(Collected data)
-- Opening Marker --
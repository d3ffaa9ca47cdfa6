//! C ABI.
//!
//! ```c
//! void processCsv(const char* csv, const char* selectedColumns, const char* rowFilterDefinitions);
//! void processCsvFile(const char* csvFilePath, const char* selectedColumns, const char* rowFilterDefinitions);
//! ```
//!
//! Both print to stdout on success or one diagnostic line to stderr on
//! failure. A null pointer reads as an empty string and invalid UTF-8 is
//! replaced lossily. Panics never cross the boundary.

use std::borrow::Cow;
use std::ffi::{CStr, c_char};
use std::io::{self, Write};
use std::panic::{self, AssertUnwindSafe};

use log::error;

use crate::processor::{process_file_to, process_to};

/// Borrow a C string as text.
///
/// # Safety
///
/// `ptr` must be null or point to a NUL-terminated string that stays valid
/// for `'a`.
unsafe fn c_str<'a>(ptr: *const c_char) -> Cow<'a, str> {
    if ptr.is_null() {
        return Cow::Borrowed("");
    }
    // SAFETY: non-null and NUL-terminated per the caller's contract.
    unsafe { CStr::from_ptr(ptr) }.to_string_lossy()
}

/// Run `f`, turning a panic into a failed call.
fn guard(f: impl FnOnce() -> bool) -> bool {
    match panic::catch_unwind(AssertUnwindSafe(f)) {
        Ok(ok) => ok,
        Err(_) => {
            error!("panic while processing CSV");
            false
        }
    }
}

/// # Safety
///
/// Each pointer must be null or a valid NUL-terminated string.
unsafe fn csv_to<O: Write, E: Write>(
    csv: *const c_char,
    selected_columns: *const c_char,
    row_filter_definitions: *const c_char,
    out: &mut O,
    err: &mut E,
) -> bool {
    // SAFETY: forwarded from this function's contract.
    let (csv, selected, filters) = unsafe {
        (
            c_str(csv),
            c_str(selected_columns),
            c_str(row_filter_definitions),
        )
    };
    guard(|| process_to(&csv, &selected, &filters, out, err))
}

/// # Safety
///
/// Each pointer must be null or a valid NUL-terminated string.
unsafe fn csv_file_to<O: Write, E: Write>(
    csv_file_path: *const c_char,
    selected_columns: *const c_char,
    row_filter_definitions: *const c_char,
    out: &mut O,
    err: &mut E,
) -> bool {
    // SAFETY: forwarded from this function's contract.
    let (path, selected, filters) = unsafe {
        (
            c_str(csv_file_path),
            c_str(selected_columns),
            c_str(row_filter_definitions),
        )
    };
    guard(|| process_file_to(&*path, &selected, &filters, out, err))
}

/// Process in-memory CSV text.
///
/// # Safety
///
/// Each argument must be null or a valid NUL-terminated string.
#[unsafe(no_mangle)]
#[allow(non_snake_case)]
pub unsafe extern "C" fn processCsv(
    csv: *const c_char,
    selected_columns: *const c_char,
    row_filter_definitions: *const c_char,
) {
    // SAFETY: forwarded from this function's contract.
    unsafe {
        csv_to(
            csv,
            selected_columns,
            row_filter_definitions,
            &mut io::stdout().lock(),
            &mut io::stderr().lock(),
        );
    }
}

/// Process the CSV file at `csv_file_path`.
///
/// # Safety
///
/// Each argument must be null or a valid NUL-terminated string.
#[unsafe(no_mangle)]
#[allow(non_snake_case)]
pub unsafe extern "C" fn processCsvFile(
    csv_file_path: *const c_char,
    selected_columns: *const c_char,
    row_filter_definitions: *const c_char,
) {
    // SAFETY: forwarded from this function's contract.
    unsafe {
        csv_file_to(
            csv_file_path,
            selected_columns,
            row_filter_definitions,
            &mut io::stdout().lock(),
            &mut io::stderr().lock(),
        );
    }
}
-- Closing Marker --
What the exercise asks:
Each line above where the word "AssertUnwindSafe" occurs should be copied out.

Result for this task:
use std::panic::{self, AssertUnwindSafe};
    match panic::catch_unwind(AssertUnwindSafe(f)) {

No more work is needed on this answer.